Entró de un empujón lento, llenándola por completo. Ana sintió cada centímetro estirándola, el placer rayando en dolor exquisito. Se movieron juntos, primero despacio, sintiendo cada roce, cada vena pulsando dentro. El slap de piel contra piel llenó la habitación, mezclado con jadeos y susurros sucios.
—Eres tan chingona, tan apretada para mí —gemía él, embistiendo más fuerte.
Ana se volteó, queriendo verlo a la cara. Quedó misionero, piernas enredadas en su cintura, uñas clavándose en su espalda. Cada penetración profunda tocaba su alma, el sudor de él goteando en sus senos, el ritmo acelerando como tambores de mariachi en fiesta. Esto es nuestro, prohibido pero nuestro, pensó, mientras otro orgasmo crecía.
—Me vengo... ¡juntos! —gritó Diego, su cuerpo tensándose.
Explosions compartidas: él llenándola con chorros calientes, ella contrayéndose alrededor, ordeñándolo. Gemidos se fundieron en uno solo, el mundo reduciéndose a ese pulso compartido, el olor de semen y sudor, el sabor de su beso final salado.
Se derrumbaron, entrelazados, respiraciones calmándose poco a poco.
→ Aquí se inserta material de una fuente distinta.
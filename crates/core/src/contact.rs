//! Contact methods and contact-format validation.

use std::sync::LazyLock;

use regex::Regex;
use serde::{Deserialize, Serialize};

use crate::error::CoreError;

/// Minimum number of digits a phone contact must carry.
pub const MIN_PHONE_DIGITS: usize = 10;

static EMAIL_RE: LazyLock<Regex> =
    LazyLock::new(|| Regex::new(r"^[^\s@]+@[^\s@]+\.[^\s@]+$").expect("valid regex"));

static PHONE_RE: LazyLock<Regex> =
    LazyLock::new(|| Regex::new(r"^\+?[\d\s\-()]+$").expect("valid regex"));

/// Channel through which a verification code is delivered.
#[derive(Debug, Clone, Copy, PartialEq, Eq, Hash, Serialize, Deserialize)]
#[serde(rename_all = "lowercase")]
pub enum ContactMethod {
    Email,
    Phone,
}

impl ContactMethod {
    pub fn as_str(&self) -> &'static str {
        match self {
            ContactMethod::Email => "email",
            ContactMethod::Phone => "phone",
        }
    }

    /// Parse a method name as sent by clients.
    pub fn parse(s: &str) -> Result<Self, CoreError> {
        match s {
            "email" => Ok(ContactMethod::Email),
            "phone" => Ok(ContactMethod::Phone),
            other => Err(CoreError::InvalidInput(format!(
                "Unknown contact method '{other}'. Expected 'email' or 'phone'"
            ))),
        }
    }
}

impl std::fmt::Display for ContactMethod {
    fn fmt(&self, f: &mut std::fmt::Formatter<'_>) -> std::fmt::Result {
        f.write_str(self.as_str())
    }
}

/// Trim a raw contact and reject empty values.
pub fn normalize_contact(raw: &str) -> Result<String, CoreError> {
    let trimmed = raw.trim();
    if trimmed.is_empty() {
        return Err(CoreError::InvalidInput("Contact is required".into()));
    }
    Ok(trimmed.to_string())
}

pub fn is_valid_email(contact: &str) -> bool {
    EMAIL_RE.is_match(contact)
}

/// Optional leading `+`, then digits, spaces, dashes and parentheses, with
/// at least [`MIN_PHONE_DIGITS`] digits overall.
pub fn is_valid_phone(contact: &str) -> bool {
    PHONE_RE.is_match(contact)
        && contact.chars().filter(char::is_ascii_digit).count() >= MIN_PHONE_DIGITS
}

/// Validate `contact` against the format expected for `method`.
pub fn validate_contact(contact: &str, method: ContactMethod) -> Result<(), CoreError> {
    let ok = match method {
        ContactMethod::Email => is_valid_email(contact),
        ContactMethod::Phone => is_valid_phone(contact),
    };
    if ok {
        Ok(())
    } else {
        Err(CoreError::InvalidInput(format!("Invalid {method} format")))
    }
}
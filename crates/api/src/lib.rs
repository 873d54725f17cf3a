//! Spin-to-win offer API server library.
//!
//! Exposes the building blocks (config, state, engine, error handling,
//! routes) so integration tests and the binary entrypoint can both use them.

pub mod background;
pub mod config;
pub mod engine;
pub mod error;
pub mod handlers;
pub mod middleware;
pub mod response;
pub mod router;
pub mod routes;
pub mod state;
Diego la besó en la frente, suave ahora. —Capitulo 56 parte 2 de nuestra pasion prohibida, susurró juguetón, refiriéndose a cómo siempre numeraban sus encuentros como episodios secretos.
Ana rio bajito, acurrucándose en su pecho. El corazón de él latía fuerte aún, un ritmo que la arrullaba. Miró por la ventana, las luces de la Reforma parpadeando como estrellas. ¿Cuánto durará esto? se preguntó, pero por ahora, el afterglow era perfecto: pieles pegajosas, músculos laxos, paz profunda.
—Te amo, a pesar de todo —dijo ella, besando su hombro.
—Y yo a ti, mi reina. Mañana planeamos cómo mandarlos a la chingada a todos.
Se durmieron así, envueltos en sábanas revueltas, el eco de su pasión prohibida resonando en el silencio de la noche mexicana.